Right now, I'm going to attempt to fill in the timeline from these purchase photos to the place we are currently, this might be a few separate posts.

In January, we purchased the trailer. We didn't have a backyard or driveway because we live close to the downtown area. After purchase, it had to stay at the PO's property for a couple of weeks while we figured how to tow it (still shopping for tow vehicle), insure it, do the DMV business, and find a place we could legally do the build.

PO was getting starting to get irritated. For lack of another place to put it,
we took it to a self-storage that had a secured parking lot. We had to pull it with one of those F150s from UHAUL. I'm sure those F150s are not meant to tow a trailer of this weight, but people do it. I'm happy that the storage facility was only a couple of miles away. One of the tires on the truck went flat when I was transporting the trailer, not fun for your first time hitching up.

Never maneuvered a trailer of this length or wight before, so getting it through the narrow maze of self-storage units to the secured parking lot way in the back of the facility was very difficult. I took q wrong turn and got stuck at a narrow corner I couldn't clear. I had to back it out the entire way and do it over. Brutal. I learned so much on that day alone. Mainly how nieve I am. Still, we survived, and I did a great job of backing it into our narrow space between two box trucks.

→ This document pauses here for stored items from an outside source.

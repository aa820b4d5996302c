//! Profiling and configuration scenarios.

use std::time::Duration;
use ticking_common::config::TickingConfig;
use ticking_runtime::{profiled, SectionProfiler, TickClock};

#[test]
fn test_profiled_tick_loop_dump() {
    let dir = tempfile::tempdir().unwrap();
    let path = dir.path().join("profile.json");
    let clock = TickClock::new(Duration::from_millis(20)).unwrap();
    let mut profiler = SectionProfiler::new();

    let last = profiled(&mut profiler, Some(path.as_path()), |p| {
        let mut last = 0;
        for _ in 0..3 {
            last = p.section("wait", || clock.wait_until_next_tick(None).unwrap());
        }
        last
    })
    .unwrap();

    assert!(last >= 3);

    let report: serde_json::Value =
        serde_json::from_str(&std::fs::read_to_string(&path).unwrap()).unwrap();
    assert_eq!(report["sections"]["wait"]["count"], 3);
    assert!(report["profiled_ns"].as_u64().unwrap() >= 40_000_000);
}

#[test]
fn test_clock_from_config_file() {
    let dir = tempfile::tempdir().unwrap();
    let path = dir.path().join("ticking.toml");
    std::fs::write(
        &path,
        "[clock]\ntick_len = \"30ms\"\nsource = \"monotonic\"\n\n[run]\nmax_ticks = 2\n",
    )
    .unwrap();

    let config = TickingConfig::from_file(&path).unwrap();
    let clock = TickClock::from_config(&config.clock).unwrap();

    let ticks: Vec<_> = clock
        .ticks()
        .take(config.run.max_ticks as usize)
        .map(Result::unwrap)
        .collect();
    assert_eq!(ticks.len(), 2);
    assert_eq!(ticks[1].1, Duration::from_millis(60));
}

It sat there for a couple of miserable weeks. We couldn't work on it at the storage facility but visited it to make measurements for use in making our initial floor plans. There we other trailers and Rv's back there. There always seemed to be someone else back there messing around. Not sure what they were doing, but they were always there! I almost got the feeling that people were living in an RV back there, and they weren't supposed to be doing that. They would always watch us when we were doing our thing, and the whole thing gave me this sketchy feeling. To make matters worse, PO hadn't installed a new lock on our broken door handle, and you could walk right in.

The whole thing was extremely sketchy, and more than once, we arrived to find the door completely open. We didn't have anything of value in there, but I was always afraid I'd open it to find some guy sleeping in there.

Finally, the desperate search for a site to build came to an end. We were accepted to Green Anchors, a community that rents space and provides building resources to businesses, artists, tiny home builders, and van builders. I think it used to be an old shipyard. The building site is located in an industrial area next to the Columbia River. Because of its zoned heavy industry, we can work into the night on the airstream, which is a huge plus. And people are working on all sorts of inspiring things out there, one guy doing giant metal sculptures, another guy is working on an old steam tugboat, someone else tends a large greenhouse and beehives. It's a beautiful energy to be around. (some pictures below)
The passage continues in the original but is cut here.